Tuesday, January 18, 2011

Fitzgerald Launches Executive Candidacy By Asking Governor To Invoke Martial Law On Assessments

Council President (and county executive candidate, and inexplicably eager heir to Dan Onorato's legacy) Rich Fitzgerald intends to introduce a resolution imploring Gov. Tom Corbett to block a court-ordered property reassessment suspend enforcement of the Pennsylvania Constitution in Allegheny County.

Is this the best idea since Fitzgerald (right, admonishing Onorato for failing to direct sheriff's deputies to take Judge Anthony Wettick into preemptive custody) and Onorato invoked suspension of the law of supply and demand with respect to the drink tax, the most striking example of local leadership since Luke Ravenstahl's police invoked martial law in the Towers dormitory lobby on Pitt's campus, or both?

Infinonytune: I Fought The Law (And The Law Won), The Clash
Infinonytune: I Fought The Law (And The Law Won), Green Day

5 comments:

Felix Dzerzhinsky said...

Don't you think there is something to Fitzgerald's argument that a statewide system of reassessments would be more appropriate? That is what the bill last year (which passed the state House, but not the Senate) would have done.

That said, any basic Alinsky training will tell you that you don't allow a target further down the chain to "pass the buck." So I suppose Fitzgerald deserves criticism on this, or at least that the county ought to go through reassessments regardless of whether other counties do.

That said, it is weird that the two major parties are reversed in what you'd expect their positions to be on this issue. My half-educated read is that: (1) Democrats with county-wide aspirations (like Fitzgerald) want to pander to the wealthier suburbs, and the weak Council Democrats automatically follow the lead of the Democratic executive and/or leading aspirants for executive; and (2) the Republicans figure that the school districts like Mount Lebanon, Upper St Clair, Fox Chapel, North Allegheny, etc., can all afford to just reduce their millage rates in response to a reassessment, and still bring in the same revenue.

By contrast, the school boards in poorer districts like Steel Valley or Pittsburgh will have to increase taxes or else see decreased school revenue.
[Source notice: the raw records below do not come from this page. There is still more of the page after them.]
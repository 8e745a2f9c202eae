use super::auth_gate::AuthGate;
use super::routing::Route;

#[derive(Clone, Copy, Debug, PartialEq, Eq)]
pub enum AuthMode {
    Login,
    Register,
}

/// What the auth screen does after a submit.
#[derive(Clone, Debug, PartialEq, Eq)]
pub enum AuthOutcome {
    Navigate(Route),
    ShowError(String),
}

/// State of the login/register form.
#[derive(Clone, Debug)]
pub struct AuthForm {
    pub mode: AuthMode,
    pub username: String,
    pub email: String,
    /// Username or email, used when logging in.
    pub login: String,
    pub password: String,
    error: Option<String>,
}

impl AuthForm {
    pub fn new(mode: AuthMode) -> Self {
        Self {
            mode,
            username: String::new(),
            email: String::new(),
            login: String::new(),
            password: String::new(),
            error: None,
        }
    }

    pub fn error(&self) -> Option<&str> {
        self.error.as_deref()
    }

    pub fn switch_mode(&mut self, mode: AuthMode) {
        self.mode = mode;
        self.error = None;
    }

    /// Submits the form through `gate`. On success the caller should navigate to the
    /// browse screen; on failure the message is kept on the form and nothing navigates.
    pub async fn submit(&mut self, gate: &dyn AuthGate) -> AuthOutcome {
        self.error = None;
        let result = match self.mode {
            AuthMode::Login => gate.login(&self.login, &self.password).await,
            AuthMode::Register => {
                gate.register(&self.username, &self.email, &self.password)
                    .await
            }
        };
        match result {
            Ok(_) => AuthOutcome::Navigate(Route::Browse),
            Err(err) => {
                let message = err.message().to_string();
                self.error = Some(message.clone());
                AuthOutcome::ShowError(message)
            }
        }
    }
}

#[cfg(test)]
mod tests {
    use super::*;
    use crate::client::auth_gate::validate_registration_password;
    use crate::client::AuthError;
    use crate::user::UserView;
    use async_trait::async_trait;
    use std::sync::atomic::{AtomicUsize, Ordering};
    use std::sync::Mutex;

    #[derive(Default)]
    struct FakeGate {
        calls: AtomicUsize,
        user: Mutex<Option<UserView>>,
    }

    fn user(username: &str) -> UserView {
        UserView {
            id: 1,
            username: username.to_string(),
            email: format!("{}@example.in", username),
            created_at: "2024-01-01T00:00:00Z".to_string(),
        }
    }

    #[async_trait]
    impl AuthGate for FakeGate {
        async fn login(&self, identifier: &str, password: &str) -> Result<UserView, AuthError> {
            self.calls.fetch_add(1, Ordering::SeqCst);
            if password == "test123" {
                *self.user.lock().unwrap() = Some(user(identifier));
                Ok(user(identifier))
            } else {
                Err(AuthError::Rejected(
                    "Invalid username/email or password".to_string(),
                ))
            }
        }

        async fn register(
            &self,
            username: &str,
            _email: &str,
            password: &str,
        ) -> Result<UserView, AuthError> {
            validate_registration_password(password)?;
            self.calls.fetch_add(1, Ordering::SeqCst);
            *self.user.lock().unwrap() = Some(user(username));
            Ok(user(username))
        }

        async fn logout(&self) {
            *self.user.lock().unwrap() = None;
        }

        fn current_user(&self) -> Option<UserView> {
            self.user.lock().unwrap().clone()
        }
    }

    #[tokio::test]
    async fn successful_login_navigates_to_browse() {
        let gate = FakeGate::default();
        let mut form = AuthForm::new(AuthMode::Login);
        form.login = "meera_bangalore".to_string();
        form.password = "test123".to_string();

        assert_eq!(form.submit(&gate).await, AuthOutcome::Navigate(Route::Browse));
        assert!(form.error().is_none());
        assert!(gate.is_authenticated());
    }

    #[tokio::test]
    async fn rejected_login_shows_backend_message() {
        let gate = FakeGate::default();
        let mut form = AuthForm::new(AuthMode::Login);
        form.login = "meera_bangalore".to_string();
        form.password = "wrong-password".to_string();

        assert_eq!(
            form.submit(&gate).await,
            AuthOutcome::ShowError("Invalid username/email or password".to_string())
        );
        assert_eq!(form.error(), Some("Invalid username/email or password"));
        assert!(!gate.is_authenticated());
    }

    #[tokio::test]
    async fn short_password_registration_never_reaches_gate_backend() {
        let gate = FakeGate::default();
        let mut form = AuthForm::new(AuthMode::Register);
        form.username = "rohan_delhi".to_string();
        form.email = "rohan.gupta@delhi.in".to_string();
        form.password = "12345".to_string();

        let outcome = form.submit(&gate).await;
        assert_eq!(
            outcome,
            AuthOutcome::ShowError("Password must be at least 6 characters".to_string())
        );
        assert_eq!(gate.calls.load(Ordering::SeqCst), 0);

        form.password = "123456".to_string();
        assert_eq!(form.submit(&gate).await, AuthOutcome::Navigate(Route::Browse));
        assert_eq!(gate.calls.load(Ordering::SeqCst), 1);
    }

    #[test]
    fn switching_mode_clears_error() {
        let mut form = AuthForm::new(AuthMode::Login);
        form.error = Some("boom".to_string());
        form.switch_mode(AuthMode::Register);
        assert!(form.error().is_none());
        assert_eq!(form.mode, AuthMode::Register);
    }
}
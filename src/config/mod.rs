mod file_config;

pub use file_config::{FileConfig, TokensConfig};

use crate::server::RequestsLoggingLevel;
use crate::user::TokenLifetimes;
use anyhow::{bail, Result};
use clap::ValueEnum;
use std::path::PathBuf;
use std::time::Duration;

pub const DEFAULT_API_URL: &str = "http://localhost:5001";
pub const API_URL_ENV_VAR: &str = "MOODTUNES_API_URL";

/// CLI arguments that can be overridden by the TOML config.
#[derive(Debug, Clone, Default)]
pub struct CliConfig {
    pub db_dir: Option<PathBuf>,
    pub port: u16,
    pub host: String,
    pub logging_level: RequestsLoggingLevel,
    pub frontend_dir_path: Option<String>,
    pub access_token_ttl_sec: u64,
    pub refresh_token_ttl_sec: u64,
    pub token_prune_interval_sec: u64,
    pub seed_songs: bool,
}

#[derive(Debug, Clone)]
pub struct AppConfig {
    pub db_dir: PathBuf,
    pub port: u16,
    pub host: String,
    pub logging_level: RequestsLoggingLevel,
    pub frontend_dir_path: Option<String>,
    pub access_token_ttl_sec: u64,
    pub refresh_token_ttl_sec: u64,
    pub token_prune_interval_sec: u64,
    pub seed_songs: bool,
}

impl AppConfig {
    /// Resolve configuration from CLI arguments and optional TOML file config.
    /// TOML values override CLI values where present.
    pub fn resolve(cli: &CliConfig, file_config: Option<FileConfig>) -> Result<Self> {
        let file = file_config.unwrap_or_default();

        let db_dir = file
            .db_dir
            .map(PathBuf::from)
            .or_else(|| cli.db_dir.clone())
            .ok_or_else(|| {
                anyhow::anyhow!("db_dir must be specified via --db-dir or in config file")
            })?;

        if !db_dir.exists() {
            bail!("Database directory does not exist: {:?}", db_dir);
        }
        if !db_dir.is_dir() {
            bail!("db_dir is not a directory: {:?}", db_dir);
        }

        let port = file.port.unwrap_or(cli.port);
        let host = file.host.unwrap_or_else(|| cli.host.clone());

        let logging_level = file
            .logging_level
            .and_then(|s| parse_logging_level(&s))
            .unwrap_or_else(|| cli.logging_level.clone());

        let frontend_dir_path = file
            .frontend_dir_path
            .or_else(|| cli.frontend_dir_path.clone());
        let seed_songs = file.seed_songs.unwrap_or(cli.seed_songs);

        let tokens = file.tokens.unwrap_or_default();
        let access_token_ttl_sec = tokens.access_ttl_sec.unwrap_or(cli.access_token_ttl_sec);
        let refresh_token_ttl_sec = tokens
            .refresh_ttl_sec
            .unwrap_or(cli.refresh_token_ttl_sec);
        let token_prune_interval_sec = tokens
            .prune_interval_sec
            .unwrap_or(cli.token_prune_interval_sec);

        if access_token_ttl_sec == 0 || refresh_token_ttl_sec == 0 {
            bail!("Token lifetimes must be greater than zero");
        }

        Ok(Self {
            db_dir,
            port,
            host,
            logging_level,
            frontend_dir_path,
            access_token_ttl_sec,
            refresh_token_ttl_sec,
            token_prune_interval_sec,
            seed_songs,
        })
    }

    pub fn songs_db_path(&self) -> PathBuf {
        self.db_dir.join("songs.db")
    }

    pub fn user_db_path(&self) -> PathBuf {
        self.db_dir.join("user.db")
    }

    pub fn token_lifetimes(&self) -> TokenLifetimes {
        TokenLifetimes {
            access: Duration::from_secs(self.access_token_ttl_sec),
            refresh: Duration::from_secs(self.refresh_token_ttl_sec),
        }
    }
}

/// Settings of the browsing client, read from the environment.
#[derive(Debug, Clone, PartialEq, Eq)]
pub struct ClientConfig {
    pub api_url: String,
}

impl ClientConfig {
    pub fn from_env() -> Self {
        Self::from_value(std::env::var(API_URL_ENV_VAR).ok())
    }

    fn from_value(value: Option<String>) -> Self {
        let api_url = value
            .map(|v| v.trim().trim_end_matches('/').to_string())
            .filter(|v| !v.is_empty())
            .unwrap_or_else(|| DEFAULT_API_URL.to_string());
        Self { api_url }
    }
}

impl Default for ClientConfig {
    fn default() -> Self {
        Self::from_value(None)
    }
}

/// Uses clap's ValueEnum parsing, case insensitive.
fn parse_logging_level(s: &str) -> Option<RequestsLoggingLevel> {
    RequestsLoggingLevel::from_str(s, true).ok()
}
School taxes are the largest portion of local real estate taxes that will be impacted in such a situation; municipal and county taxes are smaller. The sad truth is that a reassessment will not address the issue of inequality in property taxes; it may be fairer as far as county taxes go, but school district-to-school district inequality will remain. And that's even before you start talking about the kids, isn't it?

Infinonymous said...

Entrenched unfairness (big-ticket properties underassessed, lesser properties overassessed) is not the sole issue. Diversifying school funding would be good. Reducing reliance on property taxes would be good. But the Constitution is trump, and if some people would spend half as much time attempting to broaden school funding and shift away from property taxes as they do on defending unconstitutional unfairness to the death, everyone would be better off.

Anonymous said...

Agree 100% with that Infy. Fitzgerald is foolish to carry on this piece of the Onorato agenda.

PK said...

Fitzgerald is crazy like a fox...unfortunately the wailing masses of Allegheny don't give a rat's behind that the taxes are inequitable...as long as they are inequitable in their favor. Give them bread and circuses with their drink tax and eventually relent and/or forget. But cross them on property tax? Fuggeddabouddit.

Infinonymous said...

Or he's crazy like the guy who couldn't even beat a Republican in Allegheny County a couple of months ago. Is devotion to Onorato's policies on reassessments and the drink tax a promising strategy?